#### Exercise objective
From the entries below, copy out all lines holding "displacement".

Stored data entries
______________________________

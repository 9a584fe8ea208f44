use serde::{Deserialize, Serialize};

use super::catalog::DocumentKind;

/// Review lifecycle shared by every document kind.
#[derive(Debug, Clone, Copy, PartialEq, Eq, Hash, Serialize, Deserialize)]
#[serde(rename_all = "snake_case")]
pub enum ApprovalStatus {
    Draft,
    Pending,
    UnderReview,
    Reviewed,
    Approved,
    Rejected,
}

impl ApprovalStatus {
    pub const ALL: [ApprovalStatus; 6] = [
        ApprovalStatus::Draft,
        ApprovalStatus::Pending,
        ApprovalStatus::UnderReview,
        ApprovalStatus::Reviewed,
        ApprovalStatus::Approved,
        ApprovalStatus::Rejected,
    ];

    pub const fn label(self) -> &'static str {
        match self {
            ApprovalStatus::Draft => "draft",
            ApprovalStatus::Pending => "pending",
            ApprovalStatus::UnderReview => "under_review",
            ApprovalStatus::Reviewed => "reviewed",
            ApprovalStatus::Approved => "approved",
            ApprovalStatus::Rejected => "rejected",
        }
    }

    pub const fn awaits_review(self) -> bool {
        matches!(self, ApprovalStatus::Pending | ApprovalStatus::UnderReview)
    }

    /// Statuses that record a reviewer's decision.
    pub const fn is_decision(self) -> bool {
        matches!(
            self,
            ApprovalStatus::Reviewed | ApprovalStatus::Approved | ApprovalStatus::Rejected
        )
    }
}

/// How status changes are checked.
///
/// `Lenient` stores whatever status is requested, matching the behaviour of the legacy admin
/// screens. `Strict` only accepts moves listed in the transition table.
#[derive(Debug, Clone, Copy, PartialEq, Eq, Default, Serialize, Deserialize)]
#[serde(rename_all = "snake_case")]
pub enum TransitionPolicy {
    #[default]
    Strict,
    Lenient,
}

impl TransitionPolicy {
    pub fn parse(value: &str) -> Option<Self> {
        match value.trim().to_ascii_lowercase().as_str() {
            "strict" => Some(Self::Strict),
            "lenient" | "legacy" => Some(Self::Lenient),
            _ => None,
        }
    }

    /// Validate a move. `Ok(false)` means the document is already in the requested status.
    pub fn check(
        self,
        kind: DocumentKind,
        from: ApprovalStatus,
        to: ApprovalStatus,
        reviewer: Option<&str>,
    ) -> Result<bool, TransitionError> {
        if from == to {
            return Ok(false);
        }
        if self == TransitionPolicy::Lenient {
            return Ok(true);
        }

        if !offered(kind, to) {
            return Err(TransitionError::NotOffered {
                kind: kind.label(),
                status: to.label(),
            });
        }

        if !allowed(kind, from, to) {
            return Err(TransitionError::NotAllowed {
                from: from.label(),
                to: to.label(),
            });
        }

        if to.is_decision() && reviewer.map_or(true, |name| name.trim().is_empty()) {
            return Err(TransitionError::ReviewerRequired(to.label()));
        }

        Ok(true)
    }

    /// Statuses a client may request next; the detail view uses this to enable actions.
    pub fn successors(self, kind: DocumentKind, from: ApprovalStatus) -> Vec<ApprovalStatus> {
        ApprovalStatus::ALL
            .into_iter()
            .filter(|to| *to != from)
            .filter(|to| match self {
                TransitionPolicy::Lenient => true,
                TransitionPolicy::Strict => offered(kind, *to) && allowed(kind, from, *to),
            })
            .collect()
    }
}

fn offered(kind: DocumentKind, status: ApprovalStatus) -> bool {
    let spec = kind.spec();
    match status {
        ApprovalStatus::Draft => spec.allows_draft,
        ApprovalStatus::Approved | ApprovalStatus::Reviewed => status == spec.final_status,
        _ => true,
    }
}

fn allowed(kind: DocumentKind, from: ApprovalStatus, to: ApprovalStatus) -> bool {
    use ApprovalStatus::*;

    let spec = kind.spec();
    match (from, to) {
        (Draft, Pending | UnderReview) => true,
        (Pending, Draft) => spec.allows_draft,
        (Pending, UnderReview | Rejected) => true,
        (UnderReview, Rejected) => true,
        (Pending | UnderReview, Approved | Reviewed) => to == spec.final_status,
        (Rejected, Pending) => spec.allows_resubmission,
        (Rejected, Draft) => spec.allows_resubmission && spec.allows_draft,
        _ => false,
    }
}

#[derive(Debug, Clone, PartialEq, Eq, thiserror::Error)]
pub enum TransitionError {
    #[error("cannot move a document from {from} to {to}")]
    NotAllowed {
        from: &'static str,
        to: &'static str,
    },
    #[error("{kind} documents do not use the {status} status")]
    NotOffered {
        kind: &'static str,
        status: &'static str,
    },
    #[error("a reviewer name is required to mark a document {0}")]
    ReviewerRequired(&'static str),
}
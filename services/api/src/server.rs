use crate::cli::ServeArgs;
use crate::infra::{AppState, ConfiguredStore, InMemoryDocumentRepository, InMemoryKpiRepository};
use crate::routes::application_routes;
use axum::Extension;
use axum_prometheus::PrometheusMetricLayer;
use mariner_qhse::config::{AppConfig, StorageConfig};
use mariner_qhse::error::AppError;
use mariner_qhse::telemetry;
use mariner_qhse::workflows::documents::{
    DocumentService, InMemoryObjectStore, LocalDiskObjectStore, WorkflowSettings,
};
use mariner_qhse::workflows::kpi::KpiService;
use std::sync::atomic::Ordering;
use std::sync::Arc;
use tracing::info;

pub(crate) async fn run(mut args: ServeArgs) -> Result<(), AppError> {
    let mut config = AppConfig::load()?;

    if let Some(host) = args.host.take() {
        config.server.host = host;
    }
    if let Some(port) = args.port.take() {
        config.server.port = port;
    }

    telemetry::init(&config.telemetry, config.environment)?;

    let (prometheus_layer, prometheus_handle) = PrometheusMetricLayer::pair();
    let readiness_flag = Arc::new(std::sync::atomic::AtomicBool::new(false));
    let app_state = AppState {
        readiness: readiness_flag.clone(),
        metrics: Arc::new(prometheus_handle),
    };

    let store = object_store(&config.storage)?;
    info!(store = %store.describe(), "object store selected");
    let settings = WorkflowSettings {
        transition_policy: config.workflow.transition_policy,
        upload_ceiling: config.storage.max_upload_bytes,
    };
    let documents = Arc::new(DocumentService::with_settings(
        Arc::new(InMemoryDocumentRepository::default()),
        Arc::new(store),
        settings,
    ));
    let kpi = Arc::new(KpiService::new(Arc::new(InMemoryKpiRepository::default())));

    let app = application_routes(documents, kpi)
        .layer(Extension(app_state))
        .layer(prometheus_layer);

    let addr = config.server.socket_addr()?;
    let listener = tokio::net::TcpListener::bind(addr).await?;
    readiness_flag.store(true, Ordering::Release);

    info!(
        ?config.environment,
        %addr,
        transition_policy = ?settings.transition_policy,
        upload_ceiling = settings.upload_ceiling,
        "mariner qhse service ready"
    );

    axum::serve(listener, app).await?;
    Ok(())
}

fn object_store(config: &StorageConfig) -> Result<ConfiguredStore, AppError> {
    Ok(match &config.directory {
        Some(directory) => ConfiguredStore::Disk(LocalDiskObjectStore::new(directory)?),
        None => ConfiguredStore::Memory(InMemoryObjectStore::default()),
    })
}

______________________________

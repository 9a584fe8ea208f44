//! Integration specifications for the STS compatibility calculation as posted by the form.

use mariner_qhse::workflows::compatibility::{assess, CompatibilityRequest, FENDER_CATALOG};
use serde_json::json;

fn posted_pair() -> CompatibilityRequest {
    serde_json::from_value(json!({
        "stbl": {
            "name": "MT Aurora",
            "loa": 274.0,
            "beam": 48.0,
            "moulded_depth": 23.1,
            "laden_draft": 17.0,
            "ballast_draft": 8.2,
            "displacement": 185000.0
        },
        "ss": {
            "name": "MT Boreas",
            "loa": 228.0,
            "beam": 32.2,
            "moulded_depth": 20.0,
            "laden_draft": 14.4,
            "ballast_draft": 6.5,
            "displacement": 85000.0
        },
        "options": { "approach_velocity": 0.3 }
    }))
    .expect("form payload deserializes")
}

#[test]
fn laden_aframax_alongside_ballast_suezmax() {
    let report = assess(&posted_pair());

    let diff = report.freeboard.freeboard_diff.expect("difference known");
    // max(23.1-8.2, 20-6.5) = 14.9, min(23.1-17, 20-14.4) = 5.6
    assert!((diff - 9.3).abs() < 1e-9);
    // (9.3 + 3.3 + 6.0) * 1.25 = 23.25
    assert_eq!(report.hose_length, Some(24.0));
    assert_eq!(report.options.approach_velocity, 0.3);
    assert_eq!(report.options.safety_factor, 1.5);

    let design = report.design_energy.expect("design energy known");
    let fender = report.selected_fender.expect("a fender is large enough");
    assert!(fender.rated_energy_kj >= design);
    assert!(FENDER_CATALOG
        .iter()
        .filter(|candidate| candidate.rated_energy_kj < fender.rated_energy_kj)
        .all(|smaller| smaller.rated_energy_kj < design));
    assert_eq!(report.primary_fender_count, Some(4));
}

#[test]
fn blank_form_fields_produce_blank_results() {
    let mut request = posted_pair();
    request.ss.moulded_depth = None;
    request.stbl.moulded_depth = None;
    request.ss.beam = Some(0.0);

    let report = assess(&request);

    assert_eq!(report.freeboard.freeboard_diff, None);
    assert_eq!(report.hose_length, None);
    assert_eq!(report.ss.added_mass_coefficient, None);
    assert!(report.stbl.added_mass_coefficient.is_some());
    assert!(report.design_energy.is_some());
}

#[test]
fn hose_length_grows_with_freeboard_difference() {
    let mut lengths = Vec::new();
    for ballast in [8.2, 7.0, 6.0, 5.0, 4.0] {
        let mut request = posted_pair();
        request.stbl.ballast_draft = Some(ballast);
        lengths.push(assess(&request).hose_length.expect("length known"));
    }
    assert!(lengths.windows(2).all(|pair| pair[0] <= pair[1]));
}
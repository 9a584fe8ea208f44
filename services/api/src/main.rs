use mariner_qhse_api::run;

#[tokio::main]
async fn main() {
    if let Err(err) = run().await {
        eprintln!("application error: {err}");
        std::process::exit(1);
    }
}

______________________________

#### Worked solution
            "displacement": 185000.0
            "displacement": 85000.0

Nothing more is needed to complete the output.